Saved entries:
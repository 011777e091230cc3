//! Cross-record buffering of photon-bunch rows.
//!
//! Bunch rows are cheap to append but comparatively expensive to bin, so the
//! driver batches them across several records and flushes the buffer into the
//! histogram at a fixed cadence.

use crate::record::{BlockKind, SubBlock, BUNCH_COLUMNS};
use ndarray::Array2;

/// Growable buffer of photon-bunch rows accumulated across records.
#[derive(Debug, Clone, Default)]
pub struct BunchBuffer {
    rows: Vec<[f32; BUNCH_COLUMNS]>,
}

/// The two bunch populations of a committed buffer, partitioned by tag sign.
#[derive(Debug, Clone)]
pub struct CommittedBunches {
    /// Rows with a positive tag.
    pub cherenkov: Array2<f32>,
    /// Rows with a negative tag.
    pub fluorescence: Array2<f32>,
}

impl BunchBuffer {
    /// Creates an empty buffer.
    #[must_use]
    pub fn new() -> Self {
        Self::default()
    }

    /// Number of buffered rows.
    #[must_use]
    pub fn len(&self) -> usize {
        self.rows.len()
    }

    /// Returns true when no rows are buffered.
    #[must_use]
    pub fn is_empty(&self) -> bool {
        self.rows.is_empty()
    }

    /// Appends the rows of every bunch block among `blocks`.
    ///
    /// Blocks whose tag magnitude reaches `threshold` are control blocks and
    /// never enter the buffer.
    pub fn absorb(&mut self, blocks: &[SubBlock<'_>], threshold: f32) {
        for block in blocks {
            if block.classify(threshold) != BlockKind::Bunches {
                continue;
            }
            for row in block.rows().rows() {
                let mut buffered = [0.0f32; BUNCH_COLUMNS];
                for (dst, src) in buffered.iter_mut().zip(row.iter()) {
                    *dst = *src;
                }
                self.rows.push(buffered);
            }
        }
    }

    /// Partitions the buffer by tag sign, drops all-zero padding rows, and
    /// clears the buffer.
    ///
    /// An empty buffer commits to two zero-row partitions; this is the
    /// expected steady state until enough records accumulate.
    pub fn commit(&mut self) -> CommittedBunches {
        let mut cherenkov = Vec::new();
        let mut fluorescence = Vec::new();
        for row in self.rows.drain(..) {
            if row.iter().all(|v| *v == 0.0) {
                continue;
            }
            if row[0] > 0.0 {
                cherenkov.push(row);
            } else if row[0] < 0.0 {
                fluorescence.push(row);
            }
        }
        CommittedBunches {
            cherenkov: rows_to_array(cherenkov),
            fluorescence: rows_to_array(fluorescence),
        }
    }
}

/// Packs fixed-width rows into a (n × 7) array.
///
/// The element count is `rows.len() * BUNCH_COLUMNS` by construction, so the
/// reshape cannot fail.
fn rows_to_array(rows: Vec<[f32; BUNCH_COLUMNS]>) -> Array2<f32> {
    let n = rows.len();
    let flat: Vec<f32> = rows.into_iter().flatten().collect();
    Array2::from_shape_vec((n, BUNCH_COLUMNS), flat).unwrap()
}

INSTRUCTIONS FOR THE TASK —
What you copy out must be exactly the lines from the line containing "fluorescence.push(row);" through the end of the records.

TASK SOLUTION —
                fluorescence.push(row);
            }
        }
        CommittedBunches {
            cherenkov: rows_to_array(cherenkov),
            fluorescence: rows_to_array(fluorescence),
        }
    }
}

/// Packs fixed-width rows into a (n × 7) array.
///
/// The element count is `rows.len() * BUNCH_COLUMNS` by construction, so the
/// reshape cannot fail.
fn rows_to_array(rows: Vec<[f32; BUNCH_COLUMNS]>) -> Array2<f32> {
    let n = rows.len();
    let flat: Vec<f32> = rows.into_iter().flatten().collect();
    Array2::from_shape_vec((n, BUNCH_COLUMNS), flat).unwrap()
}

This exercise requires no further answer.